Meaning of Alternative Investment Fund

According to the laws, an AIF is a fund founded or registered in India as a Limited Liability Partnership (LLP), corporation, trust, or body corporate that-

It is a privately pooled investment fund that collects assets from investors, both domestic and international, and invests them according to a specified investment philosophy to benefit its investors.

It excludes funds subject to the SEBI (Collective Investment Schemes) Laws, 1999, the SEBI (Mutual Funds) Regulations, 1996, or any other SEBI (Securities and Exchange Board of India) regulations governing fund management operations.

The following are not AIF-compliant.

  • A family trust is established to benefit “relatives” as defined by the Companies Act of 2013.
  • Employee Stock Ownership Plan (ESOP) 
  • Employee welfare trusts, sometimes known as gratuity trusts, are established for the benefit of employees.
  • Corporations are defined as holding companies under Section 46(2) of the Companies Act of 2013.
  • Other unique purpose entities, such as securitization trusts not formed by fund managers, are subject to a different regulatory framework.
  • Funds controlled and managed by Securitization or Reconstruction Companies registered with the RBI under Section 3 of the SRFAESI 2002.
  • Any such money pool that is directly controlled by another body in India.

Types of Alternative Investment Funds in India

SEBI has categorized Alternative Investment Funds into 3 categories:

Category I

Category I AIF engages in early-stage initiatives, including –

  • Small and Medium Enterprises (SMEs), 
  • startups, 
  • social ventures, 
  • infrastructure, or 
  • other sectors/areas deemed socially or economically acceptable by the government or authorities. 
  • SME funds, infrastructure funds, venture capital funds, social venture funds, and other similar designated AIFs are examples of Category I AIF investments.

AIFs fall under this category since they are expected to have a favorable economic impact. This category includes funds for which the SEBI, the Government of India (GOI), or other Indian authorities may consider granting incentives or concessions.

Examples of Category I AIF – Capital Trust, 9Unicorns Accelerator Fund.

Category II

This type of AIF comprises debt funds or private equity funds that do not get any special incentives or concessions from the GOI or any other regulator.

Category II AIFs include 

  • Private Equity Funds (PE funds), 
  • Real Estate Funds, 
  • Distressed Asset Funds, etc.

Category II AIFs are those that do not borrow or use leverage other than to satisfy day-to-day operating needs and are approved under the SEBI (Alternative Investment Funds) Regulations, 2012.

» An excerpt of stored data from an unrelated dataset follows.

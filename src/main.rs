use anyhow::Result;
use clap::Parser;
use indicatif::{ProgressBar, ProgressStyle};
use std::time::Duration;
use tracing_subscriber::{layer::SubscriberExt, util::SubscriberInitExt};

use transcript_extractor::cli::{Cli, Commands, OutputFormat};
use transcript_extractor::config::Config;
use transcript_extractor::messaging::{handle_request, TranscriptRequest};
use transcript_extractor::output::{self, RenderOptions};
use transcript_extractor::service::TranscriptService;
use transcript_extractor::transcript::ExtractionLayer;
use transcript_extractor::utils::{extract_video_id, format_duration};
use transcript_extractor::TranscriptorError;

#[tokio::main]
async fn main() -> Result<()> {
    let cli = Cli::parse();

    // Initialize tracing
    let default_filter = if cli.verbose { "transcript_extractor=debug" } else { "transcript_extractor=info" };
    tracing_subscriber::registry()
        .with(
            tracing_subscriber::EnvFilter::try_from_default_env()
                .unwrap_or_else(|_| default_filter.into()),
        )
        .with(tracing_subscriber::fmt::layer().with_writer(std::io::stderr))
        .init();

    match cli.command {
        Commands::Extract {
            video,
            output,
            format,
            timestamps,
            from,
            to,
            merge_gap,
            languages,
        } => {
            let video_id = extract_video_id(&video).ok_or_else(|| TranscriptorError::InvalidVideo(video.clone()))?;

            let mut config = Config::load().await?;
            if !languages.is_empty() {
                config.extraction.preferred_languages = languages;
            }
            let format = match format {
                Some(format) => format,
                None => config
                    .app
                    .default_output_format
                    .parse::<OutputFormat>()
                    .map_err(|e| anyhow::anyhow!("Invalid default output format: {}", e))?,
            };

            let service = TranscriptService::from_config(&config)?;
            tracing::info!("Starting extraction for video: {}", video_id);

            let progress = (!cli.quiet).then(|| {
                let progress = ProgressBar::new_spinner();
                if let Ok(style) = ProgressStyle::default_spinner().template("{spinner:.green} [{elapsed_precise}] {msg}") {
                    progress.set_style(style);
                }
                progress.set_message(format!("Extracting transcript for {}...", video_id));
                progress.enable_steady_tick(Duration::from_millis(100));
                progress
            });

            let result = service.extract_transcript(&video_id).await;

            if let Some(progress) = progress {
                progress.finish_and_clear();
            }

            if !result.status.is_success() {
                anyhow::bail!(
                    "No transcript for {} ({}): {}",
                    video_id,
                    result.status,
                    result.error.as_deref().unwrap_or("unknown reason")
                );
            }

            if let Some(metadata) = &result.metadata {
                tracing::info!(
                    layer = ?result.extraction_layer,
                    language = %metadata.language_code,
                    segments = metadata.segment_count,
                    "Transcript covers {}",
                    format_duration(metadata.duration)
                );
            }

            let options = RenderOptions {
                format,
                timestamps,
                from,
                to,
                merge_gap,
            };
            match output {
                Some(path) => {
                    output::save_to_file(&result, &path, &options).await?;
                    println!("Transcript saved to: {}", path.display());
                }
                None => {
                    output::print_to_console(&result, &options)?;
                }
            }
        }
        Commands::Request { json } => {
            let request: TranscriptRequest = serde_json::from_str(&json)?;
            let config = Config::load().await?;
            let service = TranscriptService::from_config(&config)?;
            let response = handle_request(&service, request).await;
            println!("{}", serde_json::to_string_pretty(&response)?);
        }
        Commands::Config { show } => {
            let config = Config::load().await?;
            if show {
                config.display();
            } else {
                println!("Configuration file: {}", Config::config_path()?.display());
            }
        }
        Commands::Layers => {
            println!("Extraction layers, in priority order:");
            for (i, layer) in ExtractionLayer::PRIORITY.iter().enumerate() {
                println!("  {}. {:<15} {}", i + 1, layer.as_str(), layer.description());
            }
        }
    }

    Ok(())
}
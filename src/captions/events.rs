//! Decoder for the JSON event-list caption format (`fmt=json3`).

use serde::Deserialize;

use super::text;
use crate::transcript::TranscriptSegment;
use crate::TranscriptorError;

#[derive(Debug, Deserialize)]
struct EventList {
    #[serde(default)]
    events: Vec<CaptionEvent>,
}

#[derive(Debug, Deserialize)]
struct CaptionEvent {
    #[serde(rename = "tStartMs")]
    t_start_ms: Option<f64>,
    #[serde(rename = "dDurationMs")]
    d_duration_ms: Option<f64>,
    segs: Option<Vec<Fragment>>,
}

#[derive(Debug, Deserialize)]
struct Fragment {
    #[serde(default)]
    utf8: String,
}

/// Decode an event-list payload; only an unparseable document is an error
pub fn decode(payload: &str) -> Result<Vec<TranscriptSegment>, TranscriptorError> {
    let list: EventList = serde_json::from_str(payload)
        .map_err(|e| TranscriptorError::Decode(format!("invalid event-list payload: {}", e)))?;

    let segments: Vec<TranscriptSegment> = list
        .events
        .into_iter()
        .filter_map(|event| {
            let start_ms = event.t_start_ms?;
            let fragments = event.segs?;
            let joined: String = fragments.iter().map(|f| f.utf8.as_str()).collect();
            let (raw, cleaned) = text::normalize(&joined)?;
            let start = start_ms / 1000.0;
            let duration = event.d_duration_ms.unwrap_or(0.0).max(0.0) / 1000.0;
            Some(TranscriptSegment::new(start, start + duration, raw, cleaned))
        })
        .collect();

    Ok(super::order_segments(segments))
}

#[cfg(test)]
mod tests {
    use super::*;

    #[test]
    fn test_single_event() {
        let payload = r#"{"events":[{"tStartMs":500,"dDurationMs":2300,"segs":[{"utf8":"Hello world"}]}]}"#;
        let segments = decode(payload).unwrap();
        assert_eq!(segments.len(), 1);
        assert_eq!(segments[0].start_time, 0.5);
        assert!((segments[0].end_time - 2.8).abs() < 1e-9);
        assert_eq!(segments[0].cleaned_text, "Hello world");
    }

    #[test]
    fn test_fragments_are_concatenated_and_gaps_skipped() {
        let payload = r#"{
            "wireMagic": "pb3",
            "events": [
                {"tStartMs": 0, "dDurationMs": 4000, "id": 1, "wpWinPosId": 1},
                {"tStartMs": 1000, "dDurationMs": 1500, "segs": [{"utf8": "so"}, {"utf8": " we", "tOffsetMs": 300}, {"utf8": " begin"}]},
                {"tStartMs": 2500, "dDurationMs": 10, "aAppend": 1, "segs": [{"utf8": "\n"}]},
                {"dDurationMs": 500, "segs": [{"utf8": "orphan"}]}
            ]
        }"#;
        let segments = decode(payload).unwrap();
        assert_eq!(segments.len(), 1);
        assert_eq!(segments[0].raw_text, "so we begin");
        assert_eq!(segments[0].end_time, 2.5);
    }

    #[test]
    fn test_overlapping_events_end_at_next_start() {
        let payload = r#"{"events":[
            {"tStartMs":0,"dDurationMs":4000,"segs":[{"utf8":"rolling"}]},
            {"tStartMs":1500,"dDurationMs":3000,"segs":[{"utf8":"captions"}]}
        ]}"#;
        let segments = decode(payload).unwrap();
        assert_eq!(segments[0].end_time, 1.5);
        assert_eq!(segments[1].end_time, 4.5);
    }

    #[test]
    fn test_invalid_json_is_a_decode_error() {
        assert!(matches!(decode("<transcript/>"), Err(TranscriptorError::Decode(_))));
    }
}
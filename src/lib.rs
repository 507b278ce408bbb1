//! Transcript Extractor - layered transcript extraction for YouTube watch pages
//!
//! This library pulls a timestamped transcript out of a watch page without API
//! access. Four strategies of decreasing reliability are tried in order: the
//! page-context bridge, embedded page data, auto-caption re-chunking and the
//! rendered transcript panel. Results are cached and concurrent requests for
//! one video share a single extraction.

pub mod bridge;
pub mod captions;
pub mod cli;
pub mod config;
pub mod extractors;
pub mod messaging;
pub mod output;
pub mod page;
pub mod service;
pub mod transcript;
pub mod utils;

pub use cli::{Cli, Commands, OutputFormat};
pub use config::Config;
pub use extractors::{CaptionFetcher, TranscriptLayer};
pub use messaging::{handle_request, TranscriptRequest, TranscriptResponse};
pub use page::{PageLoader, WatchPage};
pub use service::{LayerStack, TranscriptService};
pub use transcript::{ExtractionLayer, TranscriptMetadata, TranscriptResult, TranscriptSegment, TranscriptStatus};

/// Result type used throughout the library
pub type Result<T> = anyhow::Result<T>;

/// Error types specific to the extractor
#[derive(thiserror::Error, Debug)]
pub enum TranscriptorError {
    #[error("Missing video identifier")]
    MissingVideoId,

    #[error("Invalid video identifier or URL: {0}")]
    InvalidVideo(String),

    #[error("Watch page could not be loaded: {0}")]
    PageLoad(String),

    #[error("Caption fetch failed: {0}")]
    CaptionFetch(String),

    #[error("Caption decode failed: {0}")]
    Decode(String),
}
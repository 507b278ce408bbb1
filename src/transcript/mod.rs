use serde::{Deserialize, Serialize};
use std::fmt;

/// Lifecycle state of a transcript request
#[derive(Debug, Clone, Copy, PartialEq, Eq, Serialize, Deserialize)]
#[serde(rename_all = "SCREAMING_SNAKE_CASE")]
pub enum TranscriptStatus {
    /// Never requested
    Idle,
    /// Extraction in flight
    Loading,
    /// Full transcript available
    Ready,
    /// Some segments, incomplete confidence
    Partial,
    /// Searched and confirmed absent
    Unavailable,
    /// Unexpected failure, safe to retry
    Error,
}

impl TranscriptStatus {
    /// Whether a result with this status carries a usable transcript
    pub fn is_success(&self) -> bool {
        matches!(self, TranscriptStatus::Ready | TranscriptStatus::Partial)
    }
}

impl fmt::Display for TranscriptStatus {
    fn fmt(&self, f: &mut fmt::Formatter<'_>) -> fmt::Result {
        let name = match self {
            TranscriptStatus::Idle => "IDLE",
            TranscriptStatus::Loading => "LOADING",
            TranscriptStatus::Ready => "READY",
            TranscriptStatus::Partial => "PARTIAL",
            TranscriptStatus::Unavailable => "UNAVAILABLE",
            TranscriptStatus::Error => "ERROR",
        };
        f.write_str(name)
    }
}

/// Which extraction layer produced a result
#[derive(Debug, Clone, Copy, PartialEq, Eq, Serialize, Deserialize)]
#[serde(rename_all = "snake_case")]
pub enum ExtractionLayer {
    /// Layer A: caption tracks relayed by the page-context bridge
    PageBridge,
    /// Layer B: caption tracks recovered from embedded page data
    PageData,
    /// Layer C: auto-generated captions re-chunked into sentences
    AutoCaption,
    /// Layer D: rows scraped from the rendered transcript panel
    RenderedPanel,
    /// The orchestrator itself (page load failures, exhausted layers)
    Orchestrator,
}

impl ExtractionLayer {
    /// All layers in priority order
    pub const PRIORITY: [ExtractionLayer; 4] = [
        ExtractionLayer::PageBridge,
        ExtractionLayer::PageData,
        ExtractionLayer::AutoCaption,
        ExtractionLayer::RenderedPanel,
    ];

    pub fn as_str(&self) -> &'static str {
        match self {
            ExtractionLayer::PageBridge => "page-bridge",
            ExtractionLayer::PageData => "page-data",
            ExtractionLayer::AutoCaption => "auto-caption",
            ExtractionLayer::RenderedPanel => "rendered-panel",
            ExtractionLayer::Orchestrator => "orchestrator",
        }
    }

    pub fn description(&self) -> &'static str {
        match self {
            ExtractionLayer::PageBridge => "caption tracks relayed from the page's own script context",
            ExtractionLayer::PageData => "caption tracks recovered from embedded script/markup probes",
            ExtractionLayer::AutoCaption => "auto-generated tracks re-chunked into sentence-level segments",
            ExtractionLayer::RenderedPanel => "rows scraped from the rendered transcript panel (estimated end times)",
            ExtractionLayer::Orchestrator => "service-level outcome",
        }
    }
}

impl fmt::Display for ExtractionLayer {
    fn fmt(&self, f: &mut fmt::Formatter<'_>) -> fmt::Result {
        f.write_str(self.as_str())
    }
}

/// One spoken unit with timing
#[derive(Debug, Clone, PartialEq, Serialize, Deserialize)]
pub struct TranscriptSegment {
    /// Start time in seconds
    pub start_time: f64,

    /// End time in seconds, never before `start_time`
    pub end_time: f64,

    /// Lightly normalized original text, safe for display
    pub raw_text: String,

    /// Whitespace/artifact-normalized text used for search
    pub cleaned_text: String,
}

impl TranscriptSegment {
    pub fn new(start_time: f64, end_time: f64, raw_text: impl Into<String>, cleaned_text: impl Into<String>) -> Self {
        Self {
            start_time,
            end_time: end_time.max(start_time),
            raw_text: raw_text.into(),
            cleaned_text: cleaned_text.into(),
        }
    }

    pub fn duration(&self) -> f64 {
        self.end_time - self.start_time
    }

    /// Whether this segment overlaps the closed interval `[start, end]`
    pub fn overlaps(&self, start: f64, end: f64) -> bool {
        self.start_time <= end && self.end_time >= start
    }
}

/// Provenance of one successful extraction
#[derive(Debug, Clone, PartialEq, Serialize, Deserialize)]
pub struct TranscriptMetadata {
    pub video_id: String,

    /// Human-readable language name, when the source names one
    pub language: Option<String>,

    pub language_code: String,

    pub is_auto_generated: bool,

    pub is_translation: bool,

    pub extracted_at: chrono::DateTime<chrono::Utc>,

    /// Seconds, taken from the last segment's end
    pub duration: f64,

    pub segment_count: usize,
}

impl TranscriptMetadata {
    /// Describe a finished segment sequence
    pub fn describe(
        video_id: &str,
        language: Option<String>,
        language_code: &str,
        is_auto_generated: bool,
        is_translation: bool,
        segments: &[TranscriptSegment],
    ) -> Self {
        Self {
            video_id: video_id.to_string(),
            language,
            language_code: language_code.to_string(),
            is_auto_generated,
            is_translation,
            extracted_at: chrono::Utc::now(),
            duration: segments.last().map(|s| s.end_time).unwrap_or(0.0),
            segment_count: segments.len(),
        }
    }
}

/// The unit returned by every layer and by the service
#[derive(Debug, Clone, PartialEq, Serialize, Deserialize)]
pub struct TranscriptResult {
    pub status: TranscriptStatus,

    pub segments: Vec<TranscriptSegment>,

    /// Present only for READY/PARTIAL
    pub metadata: Option<TranscriptMetadata>,

    /// Present on ERROR/UNAVAILABLE
    pub error: Option<String>,

    pub extraction_layer: Option<ExtractionLayer>,
}

impl TranscriptResult {
    pub fn idle() -> Self {
        Self::bare(TranscriptStatus::Idle, None, None)
    }

    pub fn loading() -> Self {
        Self::bare(TranscriptStatus::Loading, None, None)
    }

    pub fn ready(segments: Vec<TranscriptSegment>, metadata: TranscriptMetadata, layer: ExtractionLayer) -> Self {
        Self {
            status: TranscriptStatus::Ready,
            segments,
            metadata: Some(metadata),
            error: None,
            extraction_layer: Some(layer),
        }
    }

    pub fn partial(segments: Vec<TranscriptSegment>, metadata: TranscriptMetadata, layer: ExtractionLayer) -> Self {
        Self {
            status: TranscriptStatus::Partial,
            ..Self::ready(segments, metadata, layer)
        }
    }

    pub fn unavailable(layer: ExtractionLayer, reason: impl Into<String>) -> Self {
        Self::bare(TranscriptStatus::Unavailable, Some(layer), Some(reason.into()))
    }

    pub fn error(layer: ExtractionLayer, reason: impl Into<String>) -> Self {
        Self::bare(TranscriptStatus::Error, Some(layer), Some(reason.into()))
    }

    fn bare(status: TranscriptStatus, layer: Option<ExtractionLayer>, error: Option<String>) -> Self {
        Self {
            status,
            segments: Vec::new(),
            metadata: None,
            error,
            extraction_layer: layer,
        }
    }

    /// Whether the service should cache this result
    pub fn is_cacheable(&self) -> bool {
        self.status.is_success()
    }

    /// Cleaned text of every segment joined with single spaces
    pub fn full_text(&self) -> String {
        join_text(&self.segments)
    }
}

/// Join the cleaned text of segments with single spaces
pub fn join_text(segments: &[TranscriptSegment]) -> String {
    segments
        .iter()
        .map(|s| s.cleaned_text.as_str())
        .filter(|t| !t.is_empty())
        .collect::<Vec<_>>()
        .join(" ")
}
use std::time::Duration;
use tokio::sync::watch;
use tokio::time::{sleep, timeout, Instant};

/// How a waiter learns that it should check its condition again
pub enum Cadence {
    /// Re-check on a fixed interval
    Poll(Duration),
    /// Re-check whenever the feed ticks, and at least every `fallback`
    Observe {
        changes: watch::Receiver<u64>,
        fallback: Duration,
    },
}

impl Cadence {
    /// Observe `changes` when a feed exists, otherwise poll every `interval`
    pub fn observe_or_poll(changes: Option<watch::Receiver<u64>>, interval: Duration) -> Self {
        match changes {
            Some(changes) => Cadence::Observe { changes, fallback: interval },
            None => Cadence::Poll(interval),
        }
    }
}

/// Wait until `probe` yields a value or `limit` elapses.
///
/// The probe runs once immediately, then once per cadence tick. Any
/// observer held by the cadence is released on every exit path.
pub async fn wait_for<T>(limit: Duration, mut cadence: Cadence, mut probe: impl FnMut() -> Option<T>) -> Option<T> {
    let deadline = Instant::now() + limit;

    loop {
        if let Some(value) = probe() {
            return Some(value);
        }

        let now = Instant::now();
        if now >= deadline {
            tracing::trace!(?limit, "Wait timed out");
            return None;
        }
        let remaining = deadline - now;

        let closed_feed = match &mut cadence {
            Cadence::Poll(interval) => {
                sleep((*interval).min(remaining)).await;
                None
            }
            Cadence::Observe { changes, fallback } => {
                let tick = (*fallback).min(remaining);
                let outcome = timeout(tick, changes.changed()).await;
                matches!(outcome, Ok(Err(_))).then_some(tick)
            }
        };

        // Feed closed, nothing will tick again.
        if let Some(interval) = closed_feed {
            cadence = Cadence::Poll(interval);
        }
    }
}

Examples of Category II AIF – PE, Debt-Fund, A91 Partners Trust II

Category III

AIFs in Category III utilize complicated or diversified trading methods and leverage, including investments in listed or unlisted derivatives.

This category includes-

  • Hedge funds or
  • funds that trade for short-term profits, as well as other open-ended funds that get no particular concessions or incentives from the GOI or any other regulator.

Examples of Category III – Aditya Birla Sun Life Insurance Trust I

Roles of AIFs in India 

AIFs create new investment possibilities and services to diversify financial sources. It also contributes to the reform of macroeconomic drivers, financial sector regulation post-crisis, and two crucial industry developments.

  • To give flexible choices for taking long and short positions for investment gains.
  • To provide investors with clear, quantifiable, attainable, relevant, and time-bound possibilities.
  • To develop innovative business models for alternative investing businesses and people.
  • To create a platform for global alternative asset managers by creating in-house operational teams.
  • To create ways for secure and consistent income development.
  • To give the advantages of diversity.

Is it mandatory to register AIF with SEBI?

Yes, it is mandatory to register AIF with SEBI.

SEBI must evaluate the standards mentioned in the rules while awarding a registration certificate. Following satisfaction, the SEBI will approve the application and notify the applicant.

After receiving SEBI approval, an applicant must pay a registration fee of Rs. 5,00,000/- (for fresh application ) and a re-registration fee of Rs. 1,00,000/- (for existing Venture Funds) to SEBI via bank draft.

SEBI shall provide a COR to the applicant upon receipt of registration/re-registration costs.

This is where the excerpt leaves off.